Institute of Information Processing and Automation, College of Information Engineering, Zhejiang University of Technology, 288 Liuhe Road, Hangzhou, Zhejiang Province 310023, China.
Artif Intell Med. 2015 Nov;65(3):229-38. doi: 10.1016/j.artmed.2015.09.004. Epub 2015 Sep 15.
Higher order tensor (HOT) imaging approaches based on the spherical deconvolution framework have attracted much interest for their effectiveness in estimating fiber orientation distribution (FOD). However, sparse regularization techniques are still needed to obtain stable FOD in solving the deconvolution problem, particularly in very high orders. Our goal is to adequately characterize the actual sparsity lying in the FOD domain to develop accurate estimation approach for fiber orientation in HOT framework.
We propose a sparse HOT regularization model by enforcing the sparse constraint directly on the representation of FOD instead of imposing it on coefficients of basis function. Then, we incorporate both the stabilizing effect of the l2 penalty and the sparsity encouraging effect of the l1 penalty in the sparse model to adequately characterize the actual sparsity lying in the FOD domain. Furthermore, a weighted regularization scheme is developed to iteratively solve the deconvolution problem. The deconvolution technique is compared against existing methods using l2 or l1 regularizer and tested on synthetic data and real human brain.

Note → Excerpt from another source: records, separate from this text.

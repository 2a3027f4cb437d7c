//! Respondent identity and profile.

use serde::{Deserialize, Serialize};

use super::record::uuid_v4;

/// Default position assigned when none is stated.
pub const DEFAULT_POSITION: &str = "Staff";

/// A survey respondent: a stable identity plus demographic profile used by
/// the analytics aggregates. Authentication state is not modeled here.
#[derive(Debug, Clone, Serialize, Deserialize)]
pub struct Respondent {
    /// Unique identifier
    pub id: String,

    /// Unique username; bulk imports use `csv_user_<row>` as a stable
    /// external identity
    pub username: String,

    pub gender: Option<String>,
    pub department: Option<String>,
    pub position: String,

    pub created_at: chrono::DateTime<chrono::Utc>,
}

impl Respondent {
    /// Create a respondent with the default position and no profile fields.
    #[must_use]
    pub fn new(username: impl Into<String>) -> Self {
        Self {
            id: uuid_v4(),
            username: username.into(),
            gender: None,
            department: None,
            position: DEFAULT_POSITION.to_string(),
            created_at: chrono::Utc::now(),
        }
    }

    /// Attach profile fields; `None` position keeps the default.
    #[must_use]
    pub fn with_profile(
        mut self,
        gender: Option<String>,
        department: Option<String>,
        position: Option<String>,
    ) -> Self {
        self.gender = gender;
        self.department = department;
        if let Some(position) = position {
            self.position = position;
        }
        self
    }
}

#[cfg(test)]
mod tests {
    use super::*;

    #[test]
    fn test_defaults() {
        let r = Respondent::new("maria");
        assert_eq!(r.username, "maria");
        assert_eq!(r.position, DEFAULT_POSITION);
        assert!(r.gender.is_none());
    }

    #[test]
    fn test_profile() {
        let r = Respondent::new("csv_user_7").with_profile(
            Some("Female".into()),
            Some("Finance".into()),
            None,
        );
        assert_eq!(r.department.as_deref(), Some("Finance"));
        assert_eq!(r.position, DEFAULT_POSITION);
    }
}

Experiments were conducted on synthetic data and real human brain data. The synthetic experimental results indicate that crossing fibers are more easily detected and the angular resolution limit is improved by our method by approximately 20°-30° compared to existing HOT method. The detection accuracy is considerably improved compared with that of spherical deconvolution approaches using the l2 regularizer and the reweighted l1 scheme.
Results of testing the deconvolution technique demonstrate that it allows HOTs to obtain increasingly clean and sharp FOD, which in turn significantly increases the angular resolution of current HOT methods. With sparsity on FOD domain, this method efficiently improves the ability of HOT in resolving crossing fibers.

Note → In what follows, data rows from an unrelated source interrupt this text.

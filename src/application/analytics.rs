//! Analytics service: dashboard aggregates over scored records.
//!
//! Aggregates are computed in memory over the joined respondent/record set,
//! which stays small for this workload (the historical dataset is a few
//! thousand rows).

use std::collections::BTreeMap;
use std::sync::Arc;

use crate::domain::StressBand;
use crate::ports::Storage;
use crate::{Result, WorkpulseError};

/// Benchmark construct means computed from the historical 5000-record
/// dataset, shown next to live aggregates for comparison.
pub const BENCHMARKS: [(&str, f64); 9] = [
    ("Stress Score", 3.38),
    ("Productivity Score", 4.17),
    ("Workload", 3.68),
    ("Role Ambiguity", 3.59),
    ("Job Security", 3.36),
    ("Interpersonal", 3.44),
    ("Resources", 3.09),
    ("Satisfaction", 3.30),
    ("Support", 3.37),
];

/// Average productivity for one 0.5-wide stress bucket.
#[derive(Debug, Clone, Copy, PartialEq)]
pub struct TrendBucket {
    /// Lower edge of the bucket (stress truncated to the nearest 0.5 below).
    pub stress_bucket: f64,
    /// Mean productivity composite within the bucket, rounded for display.
    pub avg_productivity: f64,
}

/// Record counts per stress band.
#[derive(Debug, Clone, Copy, Default, PartialEq, Eq)]
pub struct BandCounts {
    pub low: usize,
    pub medium: usize,
    pub high: usize,
}

/// Aggregates for the overview dashboard.
#[derive(Debug, Clone)]
pub struct OverviewStats {
    pub total_respondents: usize,
    pub total_records: usize,
    /// (stress_composite, productivity_composite) per record.
    pub scatter: Vec<(f64, f64)>,
    /// Mean productivity composite per department, alphabetical.
    pub department_productivity: Vec<(String, f64)>,
    /// Stress-vs-productivity trend in ascending 0.5 buckets.
    pub stress_trend: Vec<TrendBucket>,
    pub band_counts: BandCounts,
}

/// Service computing aggregate statistics over stored records.
pub struct AnalyticsService<S: Storage> {
    storage: Arc<S>,
}

impl<S> AnalyticsService<S>
where
    S: Storage,
    S::Error: Into<crate::adapters::StorageError>,
{
    /// Create a new analytics service.
    pub fn new(storage: Arc<S>) -> Self {
        Self { storage }
    }

    /// Compute the overview aggregates.
    ///
    /// # Errors
    /// Returns error if storage fails.
    pub fn overview(&self) -> Result<OverviewStats> {
        let rows = self
            .storage
            .records_with_respondents()
            .map_err(|e| WorkpulseError::Storage(e.into()))?;

        let mut scatter = Vec::with_capacity(rows.len());
        let mut departments: BTreeMap<String, (f64, usize)> = BTreeMap::new();
        let mut buckets: BTreeMap<i64, (f64, usize)> = BTreeMap::new();
        let mut band_counts = BandCounts::default();

        for (respondent, record) in &rows {
            let stress = record.scores.stress.composite;
            let productivity = record.scores.productivity.composite;
            scatter.push((stress, productivity));

            let department = respondent
                .department
                .clone()
                .unwrap_or_else(|| "Unknown".to_string());
            let entry = departments.entry(department).or_insert((0.0, 0));
            entry.0 += productivity;
            entry.1 += 1;

            // Bucket edges at 0.5 increments, truncating toward zero.
            let bucket = (stress * 2.0) as i64;
            let entry = buckets.entry(bucket).or_insert((0.0, 0));
            entry.0 += productivity;
            entry.1 += 1;

            match record.stress_band() {
                StressBand::Low => band_counts.low += 1,
                StressBand::Medium => band_counts.medium += 1,
                StressBand::High => band_counts.high += 1,
            }
        }

        let department_productivity = departments
            .into_iter()
            .map(|(name, (sum, count))| (name, super::round2(sum / count as f64)))
            .collect();

        let stress_trend = buckets
            .into_iter()
            .map(|(bucket, (sum, count))| TrendBucket {
                stress_bucket: bucket as f64 / 2.0,
                avg_productivity: super::round2(sum / count as f64),
            })
            .collect();

        let total_respondents = self
            .storage
            .count_respondents()
            .map_err(|e| WorkpulseError::Storage(e.into()))?;

        tracing::debug!(
            "Computed overview aggregates over {} records",
            rows.len()
        );

        Ok(OverviewStats {
            total_respondents,
            total_records: rows.len(),
            scatter,
            department_productivity,
            stress_trend,
            band_counts,
        })
    }
}

#[cfg(test)]
mod tests {
    use super::*;
    use crate::adapters::sqlite::SqliteStorage;
    use crate::domain::{scoring, QuestionnaireSchema, RawAnswerSet, Respondent, ScoredRecord};

    fn seed(storage: &SqliteStorage, username: &str, department: &str, values: &[u8; 15]) {
        let respondent = Respondent::new(username).with_profile(
            None,
            Some(department.to_string()),
            None,
        );
        storage.insert_respondent(&respondent).expect("insert");

        let schema = QuestionnaireSchema::standard();
        let answers = RawAnswerSet::from_values(values).expect("values");
        let scores = scoring::score(&schema, &answers).expect("scores");
        storage
            .save_record(&ScoredRecord::new(
                respondent.id,
                scores,
                RawAnswerSet::empty(),
            ))
            .expect("save");
    }

    #[test]
    fn test_overview_on_empty_storage() {
        let storage = Arc::new(SqliteStorage::in_memory().expect("Should create db"));
        let stats = AnalyticsService::new(storage).overview().expect("stats");
        assert_eq!(stats.total_records, 0);
        assert!(stats.scatter.is_empty());
        assert!(stats.stress_trend.is_empty());
        assert_eq!(stats.band_counts, BandCounts::default());
    }

    #[test]
    fn test_overview_aggregates() {
        let storage = Arc::new(SqliteStorage::in_memory().expect("Should create db"));

        // All-3 answers: stress 3.0, productivity 3.0 (Medium band).
        seed(&storage, "ana", "IT", &[3; 15]);
        // All-5 stress contributions under inversion need all-1 on inverted
        // items with the direct item maxed: stress 5.0, clamps productivity.
        seed(
            &storage,
            "bea",
            "Sales",
            &[1, 5, 1, 1, 1, 1, 1, 1, 1, 1, 5, 5, 5, 5, 5],
        );
        seed(&storage, "cai", "IT", &[3; 15]);

        let stats = AnalyticsService::new(Arc::clone(&storage))
            .overview()
            .expect("stats");

        assert_eq!(stats.total_respondents, 3);
        assert_eq!(stats.total_records, 3);
        assert_eq!(stats.scatter.len(), 3);

        assert_eq!(
            stats.department_productivity,
            vec![("IT".to_string(), 3.0), ("Sales".to_string(), 1.0)]
        );

        assert_eq!(
            stats.stress_trend,
            vec![
                TrendBucket {
                    stress_bucket: 3.0,
                    avg_productivity: 3.0
                },
                TrendBucket {
                    stress_bucket: 5.0,
                    avg_productivity: 1.0
                },
            ]
        );

        assert_eq!(
            stats.band_counts,
            BandCounts {
                low: 0,
                medium: 2,
                high: 1
            }
        );
    }

    #[test]
    fn test_missing_department_groups_as_unknown() {
        let storage = Arc::new(SqliteStorage::in_memory().expect("Should create db"));
        let respondent = Respondent::new("dee");
        storage.insert_respondent(&respondent).expect("insert");

        let schema = QuestionnaireSchema::standard();
        let answers = RawAnswerSet::from_values(&[4; 15]).expect("values");
        let scores = scoring::score(&schema, &answers).expect("scores");
        storage
            .save_record(&ScoredRecord::new(
                respondent.id,
                scores,
                RawAnswerSet::empty(),
            ))
            .expect("save");

        let stats = AnalyticsService::new(storage).overview().expect("stats");
        assert_eq!(stats.department_productivity[0].0, "Unknown");
    }

    #[test]
    fn test_benchmarks_cover_both_composites() {
        assert!(BENCHMARKS.iter().any(|(k, _)| *k == "Stress Score"));
        assert!(BENCHMARKS.iter().any(|(k, _)| *k == "Productivity Score"));
        assert_eq!(BENCHMARKS.len(), 9);
    }
}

基于球面反卷积框架的高阶张量(HOT)成像方法因其在估计纤维取向分布(FOD)方面的有效性而备受关注。然而,在解决反卷积问题时,仍需要稀疏正则化技术来获得稳定的FOD,特别是在非常高的阶数情况下。我们的目标是充分表征FOD域中的实际稀疏性,以开发HOT框架中纤维取向的准确估计方法。

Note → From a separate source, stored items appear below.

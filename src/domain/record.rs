//! Scored survey records and stress banding.
//!
//! A `ScoredRecord` is the unit of persistence: every construct score, both
//! composites, the raw answer payload, and a creation timestamp. Records from
//! the live path and the bulk-import path share this shape.

use serde::{Deserialize, Serialize};

use super::answers::RawAnswerSet;

/// Stress band for a stress composite score.
#[derive(Debug, Clone, Copy, PartialEq, Eq, Serialize, Deserialize)]
pub enum StressBand {
    /// Composite below 2.0
    Low,
    /// Composite in [2.0, 3.0]
    Medium,
    /// Composite above 3.0
    High,
}

impl StressBand {
    /// Band for a stress composite.
    #[must_use]
    pub fn from_score(score: f64) -> Self {
        if score < 2.0 {
            Self::Low
        } else if score <= 3.0 {
            Self::Medium
        } else {
            Self::High
        }
    }

    /// Get a human-readable description.
    #[must_use]
    pub fn description(&self) -> &'static str {
        match self {
            Self::Low => "Low stress - Comfortable working conditions",
            Self::Medium => "Medium stress - Worth monitoring",
            Self::High => "High stress - Intervention recommended",
        }
    }
}

impl std::fmt::Display for StressBand {
    fn fmt(&self, f: &mut std::fmt::Formatter<'_>) -> std::fmt::Result {
        match self {
            Self::Low => write!(f, "Low"),
            Self::Medium => write!(f, "Medium"),
            Self::High => write!(f, "High"),
        }
    }
}

/// One construct's polarity-adjusted mean, always in [1,5].
#[derive(Debug, Clone, Serialize, Deserialize)]
pub struct ConstructScore {
    /// Stable construct identifier (matches the schema key).
    pub key: String,
    /// Display name.
    pub name: String,
    pub score: f64,
}

impl ConstructScore {
    #[must_use]
    pub fn new(key: impl Into<String>, name: impl Into<String>, score: f64) -> Self {
        Self {
            key: key.into(),
            name: name.into(),
            score,
        }
    }
}

/// Construct scores and composite for one domain.
#[derive(Debug, Clone, Serialize, Deserialize)]
pub struct DomainScores {
    /// Constructs in schema traversal order.
    pub constructs: Vec<ConstructScore>,
    /// Arithmetic mean of the construct scores (post-clamp for productivity).
    pub composite: f64,
}

impl DomainScores {
    /// Score of one construct by key.
    #[must_use]
    pub fn construct(&self, key: &str) -> Option<f64> {
        self.constructs.iter().find(|c| c.key == key).map(|c| c.score)
    }
}

/// Result of scoring one answer set: both domains plus composites.
#[derive(Debug, Clone, Serialize, Deserialize)]
pub struct SurveyScores {
    pub stress: DomainScores,
    pub productivity: DomainScores,
}

impl SurveyScores {
    /// Band of the stress composite.
    #[must_use]
    pub fn stress_band(&self) -> StressBand {
        StressBand::from_score(self.stress.composite)
    }

    /// Score of one construct by key, searching both domains.
    #[must_use]
    pub fn construct(&self, key: &str) -> Option<f64> {
        self.stress
            .construct(key)
            .or_else(|| self.productivity.construct(key))
    }
}

/// Complete scored record including metadata.
#[derive(Debug, Clone, Serialize, Deserialize)]
pub struct ScoredRecord {
    /// Unique identifier
    pub id: String,

    /// Reference to the respondent this record belongs to
    pub respondent_id: String,

    /// Construct and composite scores
    pub scores: SurveyScores,

    /// Item-level answers (empty for externally imported records)
    pub raw_answers: RawAnswerSet,

    /// Timestamp of submission or import
    pub submitted_at: chrono::DateTime<chrono::Utc>,
}

impl ScoredRecord {
    /// Create a new record for a respondent.
    #[must_use]
    pub fn new(respondent_id: impl Into<String>, scores: SurveyScores, raw_answers: RawAnswerSet) -> Self {
        Self {
            id: uuid_v4(),
            respondent_id: respondent_id.into(),
            scores,
            raw_answers,
            submitted_at: chrono::Utc::now(),
        }
    }

    /// Band of the stress composite.
    #[must_use]
    pub fn stress_band(&self) -> StressBand {
        self.scores.stress_band()
    }
}

/// Generate a simple UUID v4 (random) using CSPRNG.
///
/// Uses ChaCha20Rng seeded from OS entropy to ensure identifiers cannot be
/// predicted across platforms.
pub(crate) fn uuid_v4() -> String {
    use rand::Rng;
    use rand::SeedableRng;
    use rand_chacha::ChaCha20Rng;

    let mut rng = ChaCha20Rng::from_entropy();
    let bytes: [u8; 16] = rng.gen();

    format!(
        "{:02x}{:02x}{:02x}{:02x}-{:02x}{:02x}-{:02x}{:02x}-{:02x}{:02x}-{:02x}{:02x}{:02x}{:02x}{:02x}{:02x}",
        bytes[0], bytes[1], bytes[2], bytes[3],
        bytes[4], bytes[5],
        (bytes[6] & 0x0f) | 0x40, bytes[7],
        (bytes[8] & 0x3f) | 0x80, bytes[9],
        bytes[10], bytes[11], bytes[12], bytes[13], bytes[14], bytes[15]
    )
}

#[cfg(test)]
mod tests {
    use super::*;

    #[test]
    fn test_stress_band_boundaries() {
        assert_eq!(StressBand::from_score(1.2), StressBand::Low);
        assert_eq!(StressBand::from_score(2.0), StressBand::Medium);
        assert_eq!(StressBand::from_score(3.0), StressBand::Medium);
        assert_eq!(StressBand::from_score(3.01), StressBand::High);
        assert_eq!(StressBand::from_score(5.0), StressBand::High);
    }

    #[test]
    fn test_construct_lookup_spans_domains() {
        let scores = SurveyScores {
            stress: DomainScores {
                constructs: vec![ConstructScore::new("workload", "Workload", 2.5)],
                composite: 2.5,
            },
            productivity: DomainScores {
                constructs: vec![ConstructScore::new("timings", "Timings", 4.0)],
                composite: 4.0,
            },
        };
        assert_eq!(scores.construct("workload"), Some(2.5));
        assert_eq!(scores.construct("timings"), Some(4.0));
        assert_eq!(scores.construct("missing"), None);
    }

    #[test]
    fn test_record_creation() {
        let scores = SurveyScores {
            stress: DomainScores {
                constructs: vec![],
                composite: 3.4,
            },
            productivity: DomainScores {
                constructs: vec![],
                composite: 3.1,
            },
        };
        let record = ScoredRecord::new("resp-1", scores, RawAnswerSet::empty());
        assert_eq!(record.respondent_id, "resp-1");
        assert_eq!(record.stress_band(), StressBand::High);
        assert!(record.raw_answers.is_empty());
    }

    #[test]
    fn test_uuid_generation() {
        let id1 = uuid_v4();
        let id2 = uuid_v4();
        assert_ne!(id1, id2);
        assert_eq!(id1.len(), 36);
    }
}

我们提出了一种稀疏HOT正则化模型,通过直接对FOD的表示施加稀疏约束,而不是对基函数的系数施加约束。然后,我们在稀疏模型中结合了l2惩罚的稳定作用和l1惩罚的稀疏促进作用,以充分表征FOD域中的实际稀疏性。此外,还开发了一种加权正则化方案来迭代解决反卷积问题。将该反卷积技术与使用l2或l1正则化器的现有方法进行比较,并在合成数据和真实人脑数据上进行测试。
在合成数据和真实人脑数据上进行了实验。合成实验结果表明,与现有的HOT方法相比,我们的方法更容易检测到交叉纤维,并且角分辨率极限提高了约20°-30°。与使用l2正则化器和重新加权l1方案的球面反卷积方法相比,检测精度有了显著提高。
反卷积技术的测试结果表明,它允许HOT获得越来越清晰和尖锐的FOD,这反过来又显著提高了当前HOT方法的角分辨率。通过FOD域的稀疏性,该方法有效地提高了HOT解决交叉纤维的能力。